Mirarán la realidad selectivamente, o bien proyectarán sobre ella sus
propias fórmulas, de manera que lo que verán no es la realidad, sino
una confirmación de sus fórmulas.
¿Hay alguna forma de saber si lo que estás percibiendo es la realidad?
Hay al menos un indicio: si lo que percibes no encaja en ninguna
fórmula, ni propia ni ajena; si, sencillamente, no puede expresarse con
palabras. Entonces, ¿qué pueden hacer los maestros? Pueden hacerte
saber lo que es irreal, pero no pueden mostrarte la realidad; pueden
echar abajo tus fórmulas, pero no pueden hacerte ver lo que las
fórmulas pretenden reflejar; pueden desenmascarar tu error, pero no
pueden ponerte en posesión de la verdad. Pueden, a lo más, apuntar
en dirección a la realidad, pero no pueden decirte lo que ven. Tendrás
que aventurarte y descubrirlo por ti mismo.
"Aventurarse" significa, en este caso, prescindir de toda fórmula,
tanto si te la han proporcionado otros como si la has aprendido en los
libros o la has inventado tú mismo a la luz de tu propia experiencia.
Esto es, posiblemente, lo más aterrador que puede hacer un ser
humano: adentrarse en lo desconocido sin la protección de ningún tipo
de fórmula o receta. Ahora bien, prescindir del mundo de los seres
humanos, tal como lo hicieron los profetas y los místicos, no significa
prescindir de su compañía, sino de sus fórmulas. Y entonces, eso sí,
aun cuando estés rodeado de personas, estarás verdadera y
absolutamente solo. Pero ¡qué imponente soledad! La soledad del
silencio. Un silencio que será lo único que veas. Y en el momento en
que veas, renunciarás a todo tipo de libros, guías y gurús.

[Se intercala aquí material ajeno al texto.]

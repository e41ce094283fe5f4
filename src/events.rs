//! Event types for CitySonic

use crate::governor::QualityTier;
use crate::registry::SourceId;
use crate::streaming::{StreamId, StreamState};

#[derive(Debug, Clone, PartialEq)]
pub enum CitySonicEvent {
    /// A non-looping source reached the end of its clip and was released.
    SourceCompleted {
        source_id: SourceId,
    },
    SourceLooped {
        source_id: SourceId,
        loop_count: u32,
    },
    /// A fade-out finished and the source stopped.
    SourceFadedOut {
        source_id: SourceId,
    },
    StreamStateChanged {
        stream_id: StreamId,
        old_state: StreamState,
        new_state: StreamState,
    },
    StreamFinished {
        stream_id: StreamId,
    },
    StreamLooped {
        stream_id: StreamId,
    },
    /// A playing stream ran out of buffered audio and rendered silence.
    StreamStarved {
        stream_id: StreamId,
        missing_frames: usize,
    },
    StreamIoError {
        stream_id: StreamId,
        error: String,
    },
    CrossfadeCompleted {
        from: StreamId,
        to: StreamId,
    },
    QualityTierChanged {
        old_tier: QualityTier,
        new_tier: QualityTier,
    },
    EngineStarted,
    EngineStopped,
    EngineError {
        error: String,
    },
}

impl CitySonicEvent {
    pub fn source_id(&self) -> Option<SourceId> {
        match self {
            Self::SourceCompleted { source_id }
            | Self::SourceLooped { source_id, .. }
            | Self::SourceFadedOut { source_id } => Some(*source_id),
            _ => None,
        }
    }

    pub fn stream_id(&self) -> Option<StreamId> {
        match self {
            Self::StreamStateChanged { stream_id, .. }
            | Self::StreamFinished { stream_id }
            | Self::StreamLooped { stream_id }
            | Self::StreamStarved { stream_id, .. }
            | Self::StreamIoError { stream_id, .. } => Some(*stream_id),
            _ => None,
        }
    }

    pub fn is_error(&self) -> bool {
        matches!(
            self,
            Self::StreamStarved { .. } | Self::StreamIoError { .. } | Self::EngineError { .. }
        )
    }

    pub fn is_source_event(&self) -> bool {
        self.source_id().is_some()
    }
}

/// Timing of one rendered block, for profiling displays.
#[derive(Debug, Clone, Copy, PartialEq, Eq, Default)]
pub struct RenderTimingEvent {
    pub block_index: u64,
    pub frames: usize,
    pub streaming_time_us: u64,
    pub spatial_time_us: u64,
    pub mixing_time_us: u64,
    pub reverb_time_us: u64,
    pub total_time_us: u64,
    /// Real-time duration of the block at the world sample rate.
    pub budget_us: u64,
}

impl RenderTimingEvent {
    /// Fraction of the block's real-time budget spent rendering it.
    pub fn utilization(&self) -> f32 {
        if self.budget_us == 0 {
            0.0
        } else {
            self.total_time_us as f32 / self.budget_us as f32
        }
    }
}
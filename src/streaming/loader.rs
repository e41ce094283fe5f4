//! Stream I/O off the real-time path.
//!
//! The streaming layer sends chunk refill requests over a channel; the loader reads
//! them from the stream's reader and sends the filled chunk back. Chunk buffers travel
//! with the request and come back with the result, so the mixing side never
//! allocates for a refill.

use super::StreamId;
use super::reader::StreamReader;
use crate::error::{CitySonicError, Result, lock};
use crossbeam_channel::{Receiver, RecvTimeoutError, Sender};
use std::sync::atomic::{AtomicBool, Ordering};
use std::sync::{Arc, Mutex};
use std::thread::JoinHandle;
use std::time::Duration;

pub(crate) type SharedReader = Arc<Mutex<Box<dyn StreamReader>>>;

/// Fill one chunk with `frames` frames starting at `start_frame`.
pub(crate) struct LoadRequest {
    pub stream: StreamId,
    pub chunk: usize,
    pub epoch: u64,
    pub start_frame: u64,
    pub frames: usize,
    /// Stereo interleaved destination, `2 * frames` long on return.
    pub buffer: Vec<f32>,
    pub reader: SharedReader,
}

pub(crate) struct LoadResult {
    pub stream: StreamId,
    pub chunk: usize,
    pub epoch: u64,
    pub buffer: Vec<f32>,
    pub frames: usize,
    pub error: Option<String>,
}

/// Services refill requests, either on a dedicated thread or when pumped.
pub struct StreamLoader {
    requests: Receiver<LoadRequest>,
    results: Sender<LoadResult>,
    scratch: Vec<f32>,
}

impl StreamLoader {
    pub(crate) fn new(requests: Receiver<LoadRequest>, results: Sender<LoadResult>) -> Self {
        Self {
            requests,
            results,
            scratch: Vec::new(),
        }
    }

    /// Service every queued request on the calling thread. Returns how many were handled.
    pub fn process_pending(&mut self) -> usize {
        let mut handled = 0;
        while let Ok(request) = self.requests.try_recv() {
            self.handle(request);
            handled += 1;
        }
        handled
    }

    fn handle(&mut self, request: LoadRequest) {
        let result = self.service(request);
        if self.results.send(result).is_err() {
            log::debug!("Streaming layer gone, dropping load result");
        }
    }

    fn service(&mut self, request: LoadRequest) -> LoadResult {
        let LoadRequest {
            stream,
            chunk,
            epoch,
            start_frame,
            frames,
            mut buffer,
            reader,
        } = request;

        let outcome = read_stereo(&reader, start_frame, frames, &mut buffer, &mut self.scratch);
        let (frames, error) = match outcome {
            Ok(frames) => (frames, None),
            Err(e) => {
                log::error!("Stream {} read failed: {}", stream, e);
                (0, Some(e.to_string()))
            }
        };
        LoadResult {
            stream,
            chunk,
            epoch,
            buffer,
            frames,
            error,
        }
    }

    /// Move the loader onto a named I/O thread.
    pub fn spawn(mut self) -> Result<LoaderThread> {
        let running = Arc::new(AtomicBool::new(true));
        let flag = running.clone();
        let handle = std::thread::Builder::new()
            .name("citysonic-stream-io".into())
            .spawn(move || {
                log::debug!("Stream I/O thread started");
                while flag.load(Ordering::Relaxed) {
                    match self.requests.recv_timeout(Duration::from_millis(20)) {
                        Ok(request) => self.handle(request),
                        Err(RecvTimeoutError::Timeout) => {}
                        Err(RecvTimeoutError::Disconnected) => break,
                    }
                }
                log::debug!("Stream I/O thread stopped");
            })
            .map_err(|e| CitySonicError::Engine(format!("Failed to spawn stream I/O thread: {}", e)))?;
        Ok(LoaderThread {
            running,
            handle: Some(handle),
        })
    }
}

/// Handle to a spawned loader. Stops and joins the thread on drop.
pub struct LoaderThread {
    running: Arc<AtomicBool>,
    handle: Option<JoinHandle<()>>,
}

impl Drop for LoaderThread {
    fn drop(&mut self) {
        self.running.store(false, Ordering::Relaxed);
        if let Some(handle) = self.handle.take() {
            if handle.join().is_err() {
                log::error!("Stream I/O thread panicked");
            }
        }
    }
}

/// Read up to `frames` frames at `start_frame` into `buffer` as stereo interleaved.
/// Mono is duplicated to both sides; channels past the second are dropped.
fn read_stereo(
    reader: &SharedReader,
    start_frame: u64,
    frames: usize,
    buffer: &mut Vec<f32>,
    scratch: &mut Vec<f32>,
) -> Result<usize> {
    let mut reader = lock(reader, "stream reader")?;
    let channels = reader.format().channels.max(1) as usize;
    if reader.position() != start_frame {
        reader.seek(start_frame)?;
    }

    scratch.clear();
    scratch.resize(frames * channels, 0.0);
    let mut read = 0;
    while read < frames {
        let n = reader.read(&mut scratch[read * channels..])?;
        if n == 0 {
            break;
        }
        read += n;
    }

    buffer.clear();
    buffer.reserve(frames * 2);
    for frame in scratch[..read * channels].chunks_exact(channels) {
        let left = frame[0];
        let right = if channels > 1 { frame[1] } else { left };
        buffer.push(left);
        buffer.push(right);
    }
    Ok(read)
}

Pero ¿qué es exactamente lo que verás? Todo, absolutamente todo:
una hoja que cae del árbol, el comportamiento de un amigo, la
superficie rizada de un lago, un montón de piedras, un edificio en
ruinas, una calle asestada de gente, un cielo estrellado..., todo. Una
vez que hayas visto, puede que alguien intente ayudarte a expresar tu
visión con palabras, pero tú negarás con la cabeza y dirás: "No, no es
eso; eso es simplemente una fórmula más..." Puede también que algún
otro intente explicarte el significado de lo que has visto, y tú volverás a
negar con la cabeza, porque el significado es una fórmula, algo que
puede verterse en conceptos y tener sentido para la mente pensante,
mientras que lo que tú has visto está más allá de toda fórmula, de todo
significado. Y entonces se producirá en ti un extraño cambio,
difícilmente perceptible al principio, pero radicalmente transformador. Y
es que, una vez hayas visto, ya no volverás a ser el mismo, sino que
sentirás la estimulante libertad y la extraordinaria confianza que
produce el hecho de saber que toda fórmula, por muy sagrada que sea,
es inútil; y nunca más volverás a llamar a nadie: "maestro".
En
adelante, y a medida que observes y comprendas de nuevo cada día
todo el proceso y el movimiento de la vida, ya no dejarás de aprender,
y todas las cosas sin excepción serán tus "maestros"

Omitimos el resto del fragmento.